Your assignment — Locate the string "PlanState" in the records below. Copy every line where it occurs.

# # #

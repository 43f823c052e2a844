//! Example walking a plan through a few edits and printing each stage
//!
//! Run with: cargo run --package rfplan-core --example plan_demo

use rfplan_core::{reduce, Action, Label, Language, MixerMode, PlannerConfig, SpectrumView};

fn main() -> Result<(), Box<dyn std::error::Error>> {
    // Initialize logging
    tracing_subscriber::fmt()
        .with_env_filter("rfplan_core=debug,info")
        .init();

    println!("=== rfplan Plan Demo ===\n");

    // 1. Start from the factory default configuration
    println!("1. Factory default configuration:");
    let config = PlannerConfig::factory_default();
    println!("{}", config.to_toml_string()?);

    // 2. Run the reference chain
    println!("2. Reference chain:");
    let state = config.plan.clone();
    for stage in &state.chain().stages {
        println!(
            "   {} [{}] in {} -> out {}",
            Label::MixerTitle(stage.index + 1).text(Language::En),
            stage.config.mode,
            stage.input,
            stage.result.diff
        );
    }

    // 3. Edit through the reducer
    println!("\n3. Applying edits:");
    let actions = vec![
        Action::SetInputCenter(1575.42),
        Action::SetInputBandwidth(2.0),
        Action::SetLoFreq { stage: 0, freq: 1500.0 },
        Action::SetStageMode { stage: 1, mode: MixerMode::Fixed },
        Action::SetLoFreq { stage: 1, freq: 70.0 },
    ];
    let state = actions.into_iter().fold(state, |state, action| {
        println!("   → {:?}", action);
        reduce(&state, action)
    });
    println!("   ✓ Final output band: {}", state.chain().output());

    // 4. Derived chart data
    println!("\n4. Spectrum view:");
    let view = SpectrumView::build(&state, config.app.max_ticks);
    println!("   Axis {:.2} .. {:.2}, ticks {:?}", view.range.min, view.range.max, view.ticks);
    for row in &view.rows {
        println!("   {}", row.title().text(Language::En));
        for item in &row.bands {
            println!(
                "     {:<16} {}",
                Label::Legend(item.role).text(Language::En),
                item.band
            );
        }
    }

    println!("\n=== Demo Complete ===");
    Ok(())
}
//! Editable plan state and its reducer
//!
//! The plan is an immutable value: every edit goes through [`PlanState::apply`]
//! (or the total [`reduce`]) and produces a new state. Bands derived from the
//! plan are recomputed on demand and never stored.

use crate::domain::band::FrequencyBand;
use crate::domain::mixer::chain::{run_chain, ChainOutput};
use crate::domain::mixer::{MixerConfig, MixerMode};
use serde::{Deserialize, Serialize};
use thiserror::Error;
use tracing::{debug, warn};

pub type Result<T> = std::result::Result<T, PlanError>;

/// Step used when sweeping an LO across its range
pub const DEFAULT_SWEEP_STEP: f64 = 10.0;

/// Largest number of points a single LO sweep may produce
pub const MAX_SWEEP_POINTS: u64 = 1_000_000;

/// Errors raised by plan edits
#[derive(Debug, Clone, PartialEq, Error)]
pub enum PlanError {
    #[error("Stage index {index} out of range (chain has {len} stages)")]
    StageOutOfRange { index: usize, len: usize },

    #[error("Sweep step {step} over span {span} exceeds {} points", MAX_SWEEP_POINTS)]
    SweepTooFine { span: f64, step: f64 },
}

/// User-facing description of the input signal
#[derive(Debug, Clone, Copy, PartialEq, Serialize, Deserialize)]
pub struct InputSpec {
    pub center: f64,
    pub bw: f64,
}

impl InputSpec {
    pub fn new(center: f64, bw: f64) -> Self {
        Self { center, bw }
    }

    pub fn band(&self) -> FrequencyBand {
        FrequencyBand::new(self.center, self.bw)
    }
}

impl Default for InputSpec {
    fn default() -> Self {
        Self::new(1000.0, 100.0)
    }
}

/// Edits accepted by the reducer. Stage indexes are zero-based.
#[derive(Debug, Clone, PartialEq)]
pub enum Action {
    SetInputCenter(f64),
    SetInputBandwidth(f64),
    SetStageMode { stage: usize, mode: MixerMode },
    SetLoFreq { stage: usize, freq: f64 },
    SetLoStart { stage: usize, freq: f64 },
    SetLoEnd { stage: usize, freq: f64 },
    SetStages(Vec<MixerConfig>),
    AddStage(MixerConfig),
    RemoveStage(usize),
    Reset,
}

/// Input signal plus the ordered mixer stages
#[derive(Debug, Clone, PartialEq, Serialize, Deserialize)]
#[serde(default)]
pub struct PlanState {
    pub input: InputSpec,
    pub stages: Vec<MixerConfig>,
}

impl Default for PlanState {
    /// Two-stage down-converter: 1000 MHz input, fixed 800 MHz LO, then bypass.
    fn default() -> Self {
        Self {
            input: InputSpec::default(),
            stages: vec![
                MixerConfig::new(MixerMode::Fixed, 800.0, 100.0, 3000.0),
                MixerConfig::new(MixerMode::Bypass, 200.0, 10.0, 1000.0),
            ],
        }
    }
}

impl PlanState {
    pub fn new(input: InputSpec, stages: Vec<MixerConfig>) -> Self {
        Self { input, stages }
    }

    pub fn stage(&self, index: usize) -> Result<&MixerConfig> {
        self.stages.get(index).ok_or(PlanError::StageOutOfRange {
            index,
            len: self.stages.len(),
        })
    }

    fn stage_mut(&mut self, index: usize) -> Result<&mut MixerConfig> {
        let len = self.stages.len();
        self.stages
            .get_mut(index)
            .ok_or(PlanError::StageOutOfRange { index, len })
    }

    /// Return the state that results from `action`, leaving `self` untouched.
    pub fn apply(&self, action: Action) -> Result<PlanState> {
        debug!(?action, "Applying plan action");

        let mut next = self.clone();
        match action {
            Action::SetInputCenter(center) => next.input.center = center,
            Action::SetInputBandwidth(bw) => next.input.bw = bw,
            Action::SetStageMode { stage, mode } => next.stage_mut(stage)?.mode = mode,
            Action::SetLoFreq { stage, freq } => next.stage_mut(stage)?.lo_freq = freq,
            Action::SetLoStart { stage, freq } => next.stage_mut(stage)?.lo_start = freq,
            Action::SetLoEnd { stage, freq } => next.stage_mut(stage)?.lo_end = freq,
            Action::SetStages(stages) => next.stages = stages,
            Action::AddStage(config) => next.stages.push(config),
            Action::RemoveStage(stage) => {
                next.stage(stage)?;
                next.stages.remove(stage);
            }
            Action::Reset => next = PlanState::default(),
        }

        Ok(next)
    }

    /// Run the input through every stage
    pub fn chain(&self) -> ChainOutput {
        run_chain(self.input.band(), &self.stages)
    }

    /// Active stages whose LO sits outside its editable range
    pub fn out_of_range_stages(&self) -> Vec<usize> {
        self.stages
            .iter()
            .enumerate()
            .filter(|(_, stage)| !stage.mode.is_bypass() && !stage.lo_in_range())
            .map(|(index, _)| index)
            .collect()
    }

    /// Step the LO of one stage from `lo_start` to `lo_end` inclusive.
    ///
    /// Yields nothing for a non-positive step or a reversed range. A step so
    /// small that the sweep would exceed [`MAX_SWEEP_POINTS`] is an error.
    pub fn sweep_lo(
        &self,
        stage: usize,
        step: f64,
    ) -> Result<impl Iterator<Item = (f64, ChainOutput)> + '_> {
        let config = *self.stage(stage)?;
        let (start, end) = (config.lo_start, config.lo_end);
        let span = end - start;

        let count = if step > 0.0 && span >= 0.0 && span.is_finite() {
            // small slack so float division does not drop the last point
            let intervals = (span / step + 1e-9).floor();
            if !intervals.is_finite() || intervals >= MAX_SWEEP_POINTS as f64 {
                return Err(PlanError::SweepTooFine { span, step });
            }
            intervals as u64 + 1
        } else {
            0
        };
        debug!(stage, start, end, step, count, "Sweeping LO");

        Ok((0..count).map(move |i| {
            let lo = start + i as f64 * step;
            let mut stages = self.stages.clone();
            stages[stage].lo_freq = lo;
            (lo, run_chain(self.input.band(), &stages))
        }))
    }
}

/// Total reducer: invalid actions leave the state unchanged.
pub fn reduce(state: &PlanState, action: Action) -> PlanState {
    state.apply(action).unwrap_or_else(|e| {
        warn!(error = %e, "Ignoring plan action");
        state.clone()
    })
}
//! Mixing engine and mixer stage configuration
//!
//! This module models a single frequency mixer: given an input band and a
//! local oscillator (LO) it produces the sum, difference and image bands.
//! Cascading several stages lives in [`chain`].

pub mod chain;

use crate::domain::band::FrequencyBand;
use serde::{Deserialize, Serialize};
use std::fmt;
use std::str::FromStr;
use thiserror::Error;
use tracing::trace;

/// Errors raised while parsing a mixer mode or stage spec
#[derive(Debug, Clone, PartialEq, Error)]
pub enum ParseStageError {
    #[error("Unknown mixer mode: {0}")]
    UnknownMode(String),

    #[error("Invalid frequency '{value}' in stage spec '{spec}'")]
    InvalidFrequency { spec: String, value: String },

    #[error("Wrong number of fields in stage spec '{0}'")]
    WrongArity(String),
}

/// How a mixer stage treats its input
#[derive(Debug, Clone, Copy, PartialEq, Eq, Hash, Default, Serialize, Deserialize)]
#[serde(rename_all = "UPPERCASE")]
pub enum MixerMode {
    /// Pass the input through untouched
    #[default]
    Bypass,
    /// LO set to a single frequency
    Fixed,
    /// LO tuned inside `lo_start..=lo_end`
    Variable,
}

impl MixerMode {
    pub const ALL: [MixerMode; 3] = [MixerMode::Bypass, MixerMode::Fixed, MixerMode::Variable];

    pub fn is_bypass(self) -> bool {
        self == MixerMode::Bypass
    }

    pub fn as_str(self) -> &'static str {
        match self {
            MixerMode::Bypass => "BYPASS",
            MixerMode::Fixed => "FIXED",
            MixerMode::Variable => "VARIABLE",
        }
    }
}

impl fmt::Display for MixerMode {
    fn fmt(&self, f: &mut fmt::Formatter<'_>) -> fmt::Result {
        f.write_str(self.as_str())
    }
}

impl FromStr for MixerMode {
    type Err = ParseStageError;

    fn from_str(s: &str) -> Result<Self, Self::Err> {
        match s.trim().to_ascii_lowercase().as_str() {
            "bypass" | "thru" => Ok(MixerMode::Bypass),
            "fixed" | "fix" => Ok(MixerMode::Fixed),
            "variable" | "var" => Ok(MixerMode::Variable),
            _ => Err(ParseStageError::UnknownMode(s.to_string())),
        }
    }
}

/// Products of one mixing operation
#[derive(Debug, Clone, Copy, PartialEq, Serialize, Deserialize)]
pub struct MixingResult {
    pub sum: Option<FrequencyBand>,
    pub diff: FrequencyBand,
    pub image: Option<FrequencyBand>,
}

impl MixingResult {
    /// Products in `sum, diff, image` order
    pub fn bands(&self) -> [Option<FrequencyBand>; 3] {
        [self.sum, Some(self.diff), self.image]
    }
}

/// Mix `input` with an LO at `lo_freq`.
///
/// Total over all real inputs. Bypass returns the input as the difference
/// product and no other products.
///
/// The difference edges are folded with `abs` and then reordered, so an LO
/// inside the band still yields `start <= end`; the bandwidth is carried over
/// from the input even though folding can shrink the real occupied width.
/// The image is the primary mirror `2 * lo - center`, folded back across
/// zero when negative. Both are planning approximations.
pub fn mix(input: &FrequencyBand, lo_freq: f64, mode: MixerMode) -> MixingResult {
    if mode.is_bypass() {
        return MixingResult {
            sum: None,
            diff: *input,
            image: None,
        };
    }

    let edge1 = (input.start - lo_freq).abs();
    let edge2 = (input.end - lo_freq).abs();
    let diff = FrequencyBand {
        start: edge1.min(edge2),
        end: edge1.max(edge2),
        center: (input.center - lo_freq).abs(),
        bw: input.bw,
    };

    let sum = FrequencyBand {
        start: input.start + lo_freq,
        end: input.end + lo_freq,
        center: input.center + lo_freq,
        bw: input.bw,
    };

    let image_center = 2.0 * lo_freq - input.center;
    let image = FrequencyBand::new(image_center.abs(), input.bw);

    trace!(lo_freq, %mode, if_center = diff.center, "Mixed band");

    MixingResult {
        sum: Some(sum),
        diff,
        image: Some(image),
    }
}

/// Configuration of one mixer stage
///
/// `lo_start <= lo_freq <= lo_end` is an editing constraint only; the engine
/// reads `lo_freq` as given.
#[derive(Debug, Clone, Copy, PartialEq, Serialize, Deserialize)]
pub struct MixerConfig {
    pub mode: MixerMode,
    pub lo_freq: f64,
    pub lo_start: f64,
    pub lo_end: f64,
}

impl MixerConfig {
    pub fn new(mode: MixerMode, lo_freq: f64, lo_start: f64, lo_end: f64) -> Self {
        Self {
            mode,
            lo_freq,
            lo_start,
            lo_end,
        }
    }

    pub fn bypass() -> Self {
        Self::new(MixerMode::Bypass, 0.0, 0.0, 0.0)
    }

    pub fn fixed(lo_freq: f64) -> Self {
        Self::new(MixerMode::Fixed, lo_freq, lo_freq, lo_freq)
    }

    pub fn variable(lo_freq: f64, lo_start: f64, lo_end: f64) -> Self {
        Self::new(MixerMode::Variable, lo_freq, lo_start, lo_end)
    }

    /// Run this stage on `input`
    pub fn apply(&self, input: &FrequencyBand) -> MixingResult {
        mix(input, self.lo_freq, self.mode)
    }

    /// LO frequency to mark on a chart, if the stage is active
    pub fn lo_marker(&self) -> Option<f64> {
        (!self.mode.is_bypass()).then_some(self.lo_freq)
    }

    /// Whether the LO sits inside its editable range
    pub fn lo_in_range(&self) -> bool {
        self.lo_start <= self.lo_freq && self.lo_freq <= self.lo_end
    }
}

impl Default for MixerConfig {
    fn default() -> Self {
        Self::bypass()
    }
}

fn parse_freq(spec: &str, value: &str) -> Result<f64, ParseStageError> {
    value
        .trim()
        .parse::<f64>()
        .ok()
        .filter(|v| v.is_finite())
        .ok_or_else(|| ParseStageError::InvalidFrequency {
            spec: spec.to_string(),
            value: value.to_string(),
        })
}

/// Parses `bypass`, `fixed:<lo>`, `variable:<lo>` or
/// `variable:<lo>:<start>:<end>`.
impl FromStr for MixerConfig {
    type Err = ParseStageError;

    fn from_str(s: &str) -> Result<Self, Self::Err> {
        let fields: Vec<&str> = s.split(':').collect();
        let mode: MixerMode = fields[0].parse()?;

        match (mode, &fields[1..]) {
            (MixerMode::Bypass, []) => Ok(Self::bypass()),
            (MixerMode::Fixed, [lo]) => Ok(Self::fixed(parse_freq(s, lo)?)),
            (MixerMode::Variable, [lo]) => {
                let lo = parse_freq(s, lo)?;
                Ok(Self::variable(lo, lo, lo))
            }
            (MixerMode::Variable, [lo, start, end]) => Ok(Self::variable(
                parse_freq(s, lo)?,
                parse_freq(s, start)?,
                parse_freq(s, end)?,
            )),
            _ => Err(ParseStageError::WrongArity(s.to_string())),
        }
    }
}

# # #

Your solution —
//! The plan is an immutable value: every edit goes through [`PlanState::apply`]
pub struct PlanState {
impl Default for PlanState {
impl PlanState {
    pub fn apply(&self, action: Action) -> Result<PlanState> {
            Action::Reset => next = PlanState::default(),
pub fn reduce(state: &PlanState, action: Action) -> PlanState {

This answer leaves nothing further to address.